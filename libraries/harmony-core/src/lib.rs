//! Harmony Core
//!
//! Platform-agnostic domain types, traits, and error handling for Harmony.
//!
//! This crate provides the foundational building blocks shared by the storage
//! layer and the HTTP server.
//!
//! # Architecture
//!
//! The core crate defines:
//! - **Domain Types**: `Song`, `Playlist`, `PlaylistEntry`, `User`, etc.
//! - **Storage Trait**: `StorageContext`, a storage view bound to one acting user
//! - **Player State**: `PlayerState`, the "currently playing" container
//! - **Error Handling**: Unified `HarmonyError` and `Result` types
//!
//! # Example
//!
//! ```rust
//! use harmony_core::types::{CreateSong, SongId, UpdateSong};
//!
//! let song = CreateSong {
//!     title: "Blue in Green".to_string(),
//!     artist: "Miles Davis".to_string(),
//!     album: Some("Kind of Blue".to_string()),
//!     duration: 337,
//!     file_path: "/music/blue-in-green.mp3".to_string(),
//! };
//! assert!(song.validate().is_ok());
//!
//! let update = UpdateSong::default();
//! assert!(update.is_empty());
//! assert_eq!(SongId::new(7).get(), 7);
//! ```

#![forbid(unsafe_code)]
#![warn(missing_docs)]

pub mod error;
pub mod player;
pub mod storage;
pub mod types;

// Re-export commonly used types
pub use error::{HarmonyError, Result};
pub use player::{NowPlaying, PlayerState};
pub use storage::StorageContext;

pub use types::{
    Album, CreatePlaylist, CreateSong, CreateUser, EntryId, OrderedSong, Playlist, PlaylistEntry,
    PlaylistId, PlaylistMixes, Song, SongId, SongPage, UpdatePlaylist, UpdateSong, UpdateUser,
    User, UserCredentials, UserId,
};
***
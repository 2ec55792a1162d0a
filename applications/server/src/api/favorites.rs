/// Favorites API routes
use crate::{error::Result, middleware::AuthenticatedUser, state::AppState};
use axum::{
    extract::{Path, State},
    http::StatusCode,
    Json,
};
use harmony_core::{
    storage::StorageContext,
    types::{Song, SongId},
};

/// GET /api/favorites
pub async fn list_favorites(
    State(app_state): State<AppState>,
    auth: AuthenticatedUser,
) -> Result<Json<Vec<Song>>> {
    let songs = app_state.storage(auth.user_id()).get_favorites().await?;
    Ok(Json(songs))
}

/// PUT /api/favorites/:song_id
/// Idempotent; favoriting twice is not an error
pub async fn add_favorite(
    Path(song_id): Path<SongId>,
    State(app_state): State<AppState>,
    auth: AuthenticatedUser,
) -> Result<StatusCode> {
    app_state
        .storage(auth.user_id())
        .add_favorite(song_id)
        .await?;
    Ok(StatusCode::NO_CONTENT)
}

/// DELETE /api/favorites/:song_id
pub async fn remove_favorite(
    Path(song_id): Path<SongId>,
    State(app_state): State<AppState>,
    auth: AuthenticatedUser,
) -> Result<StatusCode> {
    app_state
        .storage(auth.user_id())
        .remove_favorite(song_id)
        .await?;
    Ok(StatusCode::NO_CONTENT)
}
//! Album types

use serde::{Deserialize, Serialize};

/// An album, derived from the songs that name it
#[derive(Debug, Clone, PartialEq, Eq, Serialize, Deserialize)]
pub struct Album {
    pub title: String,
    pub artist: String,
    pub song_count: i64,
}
***
→ **What to work on**:
Every line that contains the string "crate" should be copied from the entries.

→ **Exercise solution**:
//! This crate provides the foundational building blocks shared by the storage
//! The core crate defines:
use crate::{error::Result, middleware::AuthenticatedUser, state::AppState};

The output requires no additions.